Nous nous sommes demandé au passage comment s’était faite la traduction en turc de La Montagne de l’Âme et du Livre d’un homme seul de Gao Xingjian : à partir du chinois, du français… ou de l’anglais ? J’ai présenté aux collègues turcs et à leurs étudiants la méthode que nous pratiquions dans nos traductions : ni ciblisme, ni sourcisme, mais avant tout un pragmatisme qui permet de résoudre les difficultés du chinois au cas par cas, en respectant le texte original autant que faire se peut tout en soignant le style de la langue d’arrivée, dans le souci que le lecteur francophone profite au mieux de la lecture d’un texte de Mo Yan, Gao Xingjian, A Cheng, Su Tong ou Han Shaogong

Une autre conférence m’a permis de présenter Gao Xingjian, un auteur encore peu connu en Turquie, mais dont les deux principaux romans sont traduits. Les critiques qui ont été formulées après que le prix Nobel de littérature lui a été décerné en 2000 n’étaient pas sans rappeler à mes auditeurs turcs celles qui étaient apparues dans les milieux littéraires stambouliotes lorsque Oran Pamuk avait obtenu le même prix en 2006. L’évocation du rôle de passeur que Gao Xingjian a joué au début des années 1980 en Chine, quand il présentait à ses collègues écrivains l’œuvre de Ionesco ou celle de Prévert, et jetait les bases d’une réflexion sur l’« art du roman moderne » a manifestement reçu un fort écho auprès des enseignants de français de Galatasaray qui ont expliqué à quel point la littérature française a été influente en Turquie, depuis les grands classiques jusqu’au Nouveau Roman.

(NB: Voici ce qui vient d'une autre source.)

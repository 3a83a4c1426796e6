use crate::errors::OpsbenchError;
use crate::extract::extract_metrics;
use crate::runner::OutputSource;
use crate::store::ResultStore;
use crate::types::{BenchmarkSpec, MetricRecord};

/// Progress notifications emitted while the suite runs.
#[derive(Debug)]
pub enum Event<'a> {
    Started {
        spec: &'a BenchmarkSpec,
        index: usize,
        total: usize,
    },
    /// Raw stdout of a successful execution, before extraction.
    Captured {
        spec: &'a BenchmarkSpec,
        output: &'a str,
    },
    Collected {
        spec: &'a BenchmarkSpec,
        record: &'a MetricRecord,
    },
    Skipped {
        spec: &'a BenchmarkSpec,
        reason: &'a OpsbenchError,
    },
}

/// Run every benchmark in order, one at a time, inserting each usable record
/// into `store`.
///
/// A failing benchmark never stops the loop: its failure is returned in the
/// list of skip diagnostics, in configured order, and the store gains no
/// entry for it.
pub fn run_suite<S: OutputSource + ?Sized>(
    specs: &[BenchmarkSpec],
    source: &S,
    store: &mut ResultStore,
    mut on_event: impl FnMut(Event<'_>),
) -> Vec<OpsbenchError> {
    let mut skipped = Vec::new();

    for (index, spec) in specs.iter().enumerate() {
        on_event(Event::Started {
            spec,
            index,
            total: specs.len(),
        });

        match collect_one(spec, source, store, &mut on_event) {
            Ok(()) => {
                if let Some(record) = store.get(&spec.name) {
                    on_event(Event::Collected { spec, record });
                }
            }
            Err(reason) => {
                tracing::debug!(benchmark = %spec.name, %reason, "skipping benchmark");
                on_event(Event::Skipped {
                    spec,
                    reason: &reason,
                });
                skipped.push(reason);
            }
        }
    }

    skipped
}

fn collect_one<S: OutputSource + ?Sized>(
    spec: &BenchmarkSpec,
    source: &S,
    store: &mut ResultStore,
    on_event: &mut impl FnMut(Event<'_>),
) -> Result<(), OpsbenchError> {
    let output = source.capture(spec)?;
    tracing::debug!(benchmark = %spec.name, bytes = output.len(), "captured output");
    on_event(Event::Captured {
        spec,
        output: &output,
    });

    let record =
        extract_metrics(Some(output.as_str())).ok_or_else(|| OpsbenchError::NothingExtracted {
            name: spec.name.clone(),
        })?;
    store.put(&spec.name, record)
}
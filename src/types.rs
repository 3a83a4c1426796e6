use std::path::PathBuf;

use serde::{Deserialize, Serialize};

/// One implementation under test.
#[derive(Debug, Clone, PartialEq, Eq, Serialize, Deserialize)]
pub struct BenchmarkSpec {
    pub name: String,
    /// Source file handed to the toolchain, relative to `work_dir`.
    pub source: PathBuf,
    /// Executable produced by the build, relative to `work_dir`.
    #[serde(default = "default_executable")]
    pub executable: PathBuf,
    /// Directory the benchmark is built and run in.
    pub work_dir: PathBuf,
}

fn default_executable() -> PathBuf {
    PathBuf::from("main")
}

impl BenchmarkSpec {
    pub fn source_path(&self) -> PathBuf {
        self.work_dir.join(&self.source)
    }

    pub fn executable_path(&self) -> PathBuf {
        self.work_dir.join(&self.executable)
    }
}

/// Parsed counters from one benchmark's output.
///
/// Every field is optional: a field is `Some` only when the benchmark reported
/// it. `None` means "not reported", which is distinct from a reported zero.
#[derive(Debug, Clone, Default, PartialEq, Serialize, Deserialize)]
pub struct MetricRecord {
    #[serde(default, skip_serializing_if = "Option::is_none")]
    pub duration_ms: Option<u64>,
    #[serde(default, skip_serializing_if = "Option::is_none")]
    pub total_operations: Option<u64>,
    #[serde(default, skip_serializing_if = "Option::is_none")]
    pub ops_per_second: Option<f64>,
    #[serde(default, skip_serializing_if = "Option::is_none")]
    pub op1_count: Option<u64>,
    #[serde(default, skip_serializing_if = "Option::is_none")]
    pub op2_count: Option<u64>,
    #[serde(default, skip_serializing_if = "Option::is_none")]
    pub op3_count: Option<u64>,
}

impl MetricRecord {
    pub fn is_empty(&self) -> bool {
        self.field_count() == 0
    }

    /// Number of fields that were reported.
    pub fn field_count(&self) -> usize {
        [
            self.duration_ms.is_some(),
            self.total_operations.is_some(),
            self.ops_per_second.is_some(),
            self.op1_count.is_some(),
            self.op2_count.is_some(),
            self.op3_count.is_some(),
        ]
        .iter()
        .filter(|present| **present)
        .count()
    }

    /// Per-category counts in ordinal order, `None` where not reported.
    pub fn op_counts(&self) -> [Option<u64>; 3] {
        [self.op1_count, self.op2_count, self.op3_count]
    }
}

#[cfg(test)]
mod tests {
    use super::*;

    #[test]
    fn default_record_is_empty() {
        let record = MetricRecord::default();
        assert!(record.is_empty());
        assert_eq!(record.field_count(), 0);
    }

    #[test]
    fn zero_counts_as_present() {
        let record = MetricRecord {
            op2_count: Some(0),
            ..Default::default()
        };
        assert!(!record.is_empty());
        assert_eq!(record.field_count(), 1);
        assert_eq!(record.op_counts(), [None, Some(0), None]);
    }

    #[test]
    fn absent_fields_not_serialized() {
        let record = MetricRecord {
            duration_ms: Some(500),
            ops_per_second: Some(2000.0),
            ..Default::default()
        };
        let json = serde_json::to_string(&record).unwrap();
        assert_eq!(json, r#"{"duration_ms":500,"ops_per_second":2000.0}"#);
    }

    #[test]
    fn paths_resolve_against_work_dir() {
        let spec = BenchmarkSpec {
            name: "Vector".to_string(),
            source: PathBuf::from("measure.cpp"),
            executable: PathBuf::from("main"),
            work_dir: PathBuf::from("/bench/standart/vector"),
        };
        assert_eq!(
            spec.source_path(),
            PathBuf::from("/bench/standart/vector/measure.cpp")
        );
        assert_eq!(
            spec.executable_path(),
            PathBuf::from("/bench/standart/vector/main")
        );
    }
}
use std::fmt;
use std::path::Path;

use serde::de::{MapAccess, Visitor};
use serde::ser::SerializeMap;
use serde::{Deserialize, Deserializer, Serialize, Serializer};

use crate::errors::OpsbenchError;
use crate::types::MetricRecord;

/// File name of the persisted results inside the results directory.
pub const RESULTS_FILE: &str = "measurement_results.json";

/// Insertion-ordered mapping from implementation name to its metrics.
///
/// Every stored record carries `ops_per_second`; `put` rejects anything else,
/// so ranking never has to deal with a missing throughput.
#[derive(Debug, Clone, Default, PartialEq)]
pub struct ResultStore {
    entries: Vec<(String, MetricRecord)>,
}

impl ResultStore {
    pub fn new() -> Self {
        Self::default()
    }

    /// Insert or replace the record for `name`.
    ///
    /// A replaced record keeps the position of the original insertion.
    pub fn put(&mut self, name: &str, record: MetricRecord) -> Result<(), OpsbenchError> {
        if record.ops_per_second.is_none() {
            return Err(OpsbenchError::MissingThroughput {
                name: name.to_string(),
            });
        }

        match self.entries.iter_mut().find(|(existing, _)| existing == name) {
            Some((_, slot)) => *slot = record,
            None => self.entries.push((name.to_string(), record)),
        }
        Ok(())
    }

    pub fn get(&self, name: &str) -> Option<&MetricRecord> {
        self.entries
            .iter()
            .find(|(existing, _)| existing == name)
            .map(|(_, record)| record)
    }

    pub fn contains(&self, name: &str) -> bool {
        self.get(name).is_some()
    }

    pub fn len(&self) -> usize {
        self.entries.len()
    }

    pub fn is_empty(&self) -> bool {
        self.entries.is_empty()
    }

    /// Entries in insertion order.
    pub fn iter(&self) -> impl Iterator<Item = (&str, &MetricRecord)> {
        self.entries
            .iter()
            .map(|(name, record)| (name.as_str(), record))
    }

    /// Pretty-printed JSON document, keyed by implementation name.
    pub fn to_json(&self) -> Result<String, OpsbenchError> {
        Ok(serde_json::to_string_pretty(self)?)
    }

    /// Write the whole store to `path`, replacing any previous file.
    pub fn persist(&self, path: &Path) -> Result<(), OpsbenchError> {
        let json = self.to_json()?;
        if let Some(parent) = path.parent()
            && !parent.as_os_str().is_empty()
        {
            std::fs::create_dir_all(parent).map_err(|source| OpsbenchError::WriteError {
                path: parent.to_path_buf(),
                source,
            })?;
        }
        std::fs::write(path, json + "\n").map_err(|source| OpsbenchError::WriteError {
            path: path.to_path_buf(),
            source,
        })?;
        tracing::debug!(path = %path.display(), entries = self.len(), "persisted results");
        Ok(())
    }

    /// Read a store previously written by `persist`, keeping document order.
    ///
    /// Entries without a throughput figure are skipped with a warning.
    pub fn load(path: &Path) -> Result<Self, OpsbenchError> {
        let content =
            std::fs::read_to_string(path).map_err(|source| OpsbenchError::ReadError {
                path: path.to_path_buf(),
                source,
            })?;

        let OrderedEntries(entries) =
            serde_json::from_str(&content).map_err(|e| OpsbenchError::ResultsParseError {
                path: path.to_path_buf(),
                detail: e.to_string(),
            })?;

        let mut store = ResultStore::new();
        for (name, record) in entries {
            if let Err(err) = store.put(&name, record) {
                tracing::warn!(path = %path.display(), "skipping stored entry: {err}");
            }
        }
        Ok(store)
    }
}

impl Serialize for ResultStore {
    fn serialize<S: Serializer>(&self, serializer: S) -> Result<S::Ok, S::Error> {
        let mut map = serializer.serialize_map(Some(self.entries.len()))?;
        for (name, record) in &self.entries {
            map.serialize_entry(name, record)?;
        }
        map.end()
    }
}

/// JSON object decoded as a list of pairs so key order survives.
struct OrderedEntries(Vec<(String, MetricRecord)>);

impl<'de> Deserialize<'de> for OrderedEntries {
    fn deserialize<D: Deserializer<'de>>(deserializer: D) -> Result<Self, D::Error> {
        struct EntriesVisitor;

        impl<'de> Visitor<'de> for EntriesVisitor {
            type Value = OrderedEntries;

            fn expecting(&self, f: &mut fmt::Formatter) -> fmt::Result {
                f.write_str("an object mapping implementation names to metric records")
            }

            fn visit_map<A: MapAccess<'de>>(self, mut access: A) -> Result<Self::Value, A::Error> {
                let mut entries = Vec::with_capacity(access.size_hint().unwrap_or(0));
                while let Some((name, record)) = access.next_entry::<String, MetricRecord>()? {
                    entries.push((name, record));
                }
                Ok(OrderedEntries(entries))
            }
        }

        deserializer.deserialize_map(EntriesVisitor)
    }
}
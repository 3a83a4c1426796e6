use std::path::{Path, PathBuf};
use std::time::Duration;

use serde::{Deserialize, Serialize};

use crate::errors::OpsbenchError;
use crate::types::BenchmarkSpec;

/// Config file picked up from the root directory when `--config` is not given.
pub const DEFAULT_CONFIG_FILE: &str = "opsbench.toml";

pub const DEFAULT_TIMEOUT_SECS: u64 = 30;

/// Placeholders substituted into toolchain arguments.
pub const SOURCE_PLACEHOLDER: &str = "{source}";
pub const OUTPUT_PLACEHOLDER: &str = "{output}";

/// External compiler invocation. Each argument may contain `{source}` and
/// `{output}`, replaced with the benchmark's source and executable paths.
#[derive(Debug, Clone, PartialEq, Eq, Serialize, Deserialize)]
#[serde(deny_unknown_fields)]
pub struct Toolchain {
    pub program: String,
    #[serde(default)]
    pub args: Vec<String>,
}

impl Default for Toolchain {
    fn default() -> Self {
        Toolchain {
            program: "g++".to_string(),
            args: [SOURCE_PLACEHOLDER, "-o", OUTPUT_PLACEHOLDER, "-std=c++17", "-O2"]
                .iter()
                .map(|s| s.to_string())
                .collect(),
        }
    }
}

impl Toolchain {
    /// Arguments with placeholders filled in for one build.
    pub fn expand_args(&self, source: &Path, output: &Path) -> Vec<String> {
        let source = source.to_string_lossy();
        let output = output.to_string_lossy();
        self.args
            .iter()
            .map(|arg| {
                arg.replace(SOURCE_PLACEHOLDER, &source)
                    .replace(OUTPUT_PLACEHOLDER, &output)
            })
            .collect()
    }
}

/// The benchmark suite: what to build, how, and where results go.
#[derive(Debug, Clone, PartialEq, Serialize, Deserialize)]
#[serde(deny_unknown_fields)]
pub struct SuiteConfig {
    /// Relative to the suite root.
    #[serde(default = "default_results_dir")]
    pub results_dir: PathBuf,
    #[serde(default = "default_timeout_secs")]
    pub timeout_secs: u64,
    #[serde(default)]
    pub toolchain: Toolchain,
    /// Work directories are relative to the suite root.
    #[serde(default, rename = "benchmark")]
    pub benchmarks: Vec<BenchmarkSpec>,
}

fn default_results_dir() -> PathBuf {
    PathBuf::from("results")
}

fn default_timeout_secs() -> u64 {
    DEFAULT_TIMEOUT_SECS
}

impl Default for SuiteConfig {
    fn default() -> Self {
        let bench = |name: &str, source: &str, work_dir: &str| BenchmarkSpec {
            name: name.to_string(),
            source: PathBuf::from(source),
            executable: PathBuf::from("main"),
            work_dir: PathBuf::from(work_dir),
        };

        SuiteConfig {
            results_dir: default_results_dir(),
            timeout_secs: DEFAULT_TIMEOUT_SECS,
            toolchain: Toolchain::default(),
            benchmarks: vec![
                bench("Hash Table", "measure.cpp", "standart/hash"),
                bench("Vector", "measure.cpp", "standart/vector"),
                bench("AVL Tree", "measure.cpp", "standart/avl"),
                bench("Optimized", "measure_optimized.cpp", "optimized"),
            ],
        }
    }
}

impl SuiteConfig {
    /// Parse and validate a TOML suite file.
    pub fn load(path: &Path) -> Result<Self, OpsbenchError> {
        let content =
            std::fs::read_to_string(path).map_err(|source| OpsbenchError::ReadError {
                path: path.to_path_buf(),
                source,
            })?;
        Self::from_toml(&content, path)
    }

    /// `origin` is only used in error messages.
    pub fn from_toml(content: &str, origin: &Path) -> Result<Self, OpsbenchError> {
        let config: SuiteConfig =
            toml::from_str(content).map_err(|e| OpsbenchError::ConfigParseError {
                path: origin.to_path_buf(),
                detail: e.message().to_string(),
            })?;
        config.validate(origin)?;
        Ok(config)
    }

    /// Use `explicit` if given, else `<root>/opsbench.toml` if it exists,
    /// else the built-in suite.
    pub fn discover(explicit: Option<&Path>, root: &Path) -> Result<Self, OpsbenchError> {
        if let Some(path) = explicit {
            return Self::load(path);
        }
        let candidate = root.join(DEFAULT_CONFIG_FILE);
        if candidate.is_file() {
            tracing::debug!(path = %candidate.display(), "using suite file from root");
            return Self::load(&candidate);
        }
        tracing::debug!("no suite file found, using built-in suite");
        Ok(Self::default())
    }

    pub fn to_toml(&self) -> Result<String, OpsbenchError> {
        toml::to_string_pretty(self).map_err(|e| OpsbenchError::ConfigParseError {
            path: PathBuf::from(DEFAULT_CONFIG_FILE),
            detail: e.to_string(),
        })
    }

    fn validate(&self, origin: &Path) -> Result<(), OpsbenchError> {
        let invalid = |detail: String| OpsbenchError::ConfigParseError {
            path: origin.to_path_buf(),
            detail,
        };

        if self.timeout_secs == 0 {
            return Err(invalid("timeout_secs must be greater than zero".to_string()));
        }
        if self.toolchain.program.trim().is_empty() {
            return Err(invalid("toolchain.program must not be empty".to_string()));
        }
        for (i, bench) in self.benchmarks.iter().enumerate() {
            if bench.name.trim().is_empty() {
                return Err(invalid(format!("benchmark #{} has an empty name", i + 1)));
            }
            if self.benchmarks[..i].iter().any(|b| b.name == bench.name) {
                return Err(invalid(format!("duplicate benchmark name '{}'", bench.name)));
            }
        }
        Ok(())
    }

    /// Keep only the named benchmarks, in configured order.
    pub fn retain_only(&mut self, names: &[String]) -> Result<(), OpsbenchError> {
        if names.is_empty() {
            return Ok(());
        }
        if let Some(unknown) = names
            .iter()
            .find(|name| !self.benchmarks.iter().any(|b| &b.name == *name))
        {
            let available = self
                .benchmarks
                .iter()
                .map(|b| b.name.as_str())
                .collect::<Vec<_>>()
                .join(", ");
            return Err(OpsbenchError::UnknownBenchmark {
                name: unknown.clone(),
                available,
            });
        }
        self.benchmarks.retain(|b| names.contains(&b.name));
        Ok(())
    }

    pub fn timeout(&self) -> Duration {
        Duration::from_secs(self.timeout_secs)
    }

    pub fn results_path(&self, root: &Path) -> PathBuf {
        root.join(&self.results_dir)
    }

    /// Benchmarks with work directories resolved against `root`.
    pub fn resolved_specs(&self, root: &Path) -> Vec<BenchmarkSpec> {
        self.benchmarks
            .iter()
            .map(|bench| BenchmarkSpec {
                work_dir: root.join(&bench.work_dir),
                ..bench.clone()
            })
            .collect()
    }
}
use crate::error::{ChartError, ChartResult};

/// RGBA color in normalized 0..=1 channel values.
#[derive(Debug, Clone, Copy, PartialEq)]
pub struct Color {
    pub red: f64,
    pub green: f64,
    pub blue: f64,
    pub alpha: f64,
}

impl Color {
    #[must_use]
    pub const fn rgba(red: f64, green: f64, blue: f64, alpha: f64) -> Self {
        Self {
            red,
            green,
            blue,
            alpha,
        }
    }

    #[must_use]
    pub const fn rgb(red: f64, green: f64, blue: f64) -> Self {
        Self::rgba(red, green, blue, 1.0)
    }

    /// Parses `#rgb` or `#rrggbb` notation.
    pub fn from_hex(input: &str) -> ChartResult<Self> {
        let digits = input.strip_prefix('#').unwrap_or(input);
        let expanded: String = match digits.len() {
            3 => digits.chars().flat_map(|c| [c, c]).collect(),
            6 => digits.to_owned(),
            _ => {
                return Err(ChartError::InvalidData(format!(
                    "color `{input}` must use #rgb or #rrggbb notation"
                )));
            }
        };

        let channel = |range: std::ops::Range<usize>| -> ChartResult<f64> {
            let text = expanded.get(range).unwrap_or_default();
            u8::from_str_radix(text, 16)
                .map(|value| f64::from(value) / 255.0)
                .map_err(|_| ChartError::InvalidData(format!("color `{input}` is not hex")))
        };

        Ok(Self::rgb(channel(0..2)?, channel(2..4)?, channel(4..6)?))
    }

    #[must_use]
    pub fn to_hex(self) -> String {
        let to_byte = |value: f64| (value.clamp(0.0, 1.0) * 255.0).round() as u8;
        format!(
            "#{:02x}{:02x}{:02x}",
            to_byte(self.red),
            to_byte(self.green),
            to_byte(self.blue)
        )
    }

    pub fn validate(self) -> ChartResult<()> {
        for (channel, value) in [
            ("red", self.red),
            ("green", self.green),
            ("blue", self.blue),
            ("alpha", self.alpha),
        ] {
            if !value.is_finite() || !(0.0..=1.0).contains(&value) {
                return Err(ChartError::InvalidData(format!(
                    "color channel `{channel}` must be finite and in [0, 1]"
                )));
            }
        }
        Ok(())
    }
}
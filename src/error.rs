use thiserror::Error;

use crate::api::ConfigProblem;

pub type ChartResult<T> = Result<T, ChartError>;

#[derive(Debug, Error)]
pub enum ChartError {
    #[error("invalid viewport size: width={width}, height={height}")]
    InvalidViewport { width: u32, height: u32 },

    #[error("invalid data: {0}")]
    InvalidData(String),

    #[error("invalid configuration: {0}")]
    InvalidConfig(String),

    #[error("axis section must not be empty")]
    EmptySection,

    #[error("axis configuration has {} problem(s)", .problems.len())]
    Configuration { problems: Vec<ConfigProblem> },
}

La découverte d’un pays réserve toujours des surprises… Sur le plan linguistique, si le turc m’a plutôt fait penser aux structures du coréen (la question ne semble pas tout à fait tranchée par les linguistes), l’influence au niveau du vocabulaire se manifeste ici et là. Nous avons en effet savouré de délicieux mantı (avec un i sans point), de petits raviolis dont le nom rappelle celui des mantou chinois. Le mot turc su pour l’eau semble bien venir de shui en chinois… et la porcelaine cini indique bien ses origines. Malheureusement, nous n’avons pas pu voir la collection de porcelaines chinoises conservée au palais de Topkapı (encore avec un i sans point) dont on dit qu’elle est une des trois plus grandes au monde. L’aile du palais où elle est exposée était en réfection… Une bonne raison de retourner à Istanbul.

Si M. Barack Obama se trouvait à Istanbul au même moment, ce n’est certes pas pour assister à des conférences sur la traduction, mais plutôt pour affirmer à quel point il estime nécessaire que la Turquie soit intégrée à l’Union européenne. Et le peu de temps où nous sommes restés en Turquie nous a prouvé que c’était certainement une bonne idée tellement ce pays paraît ouvert et prêt à se tourner vers l’Europe.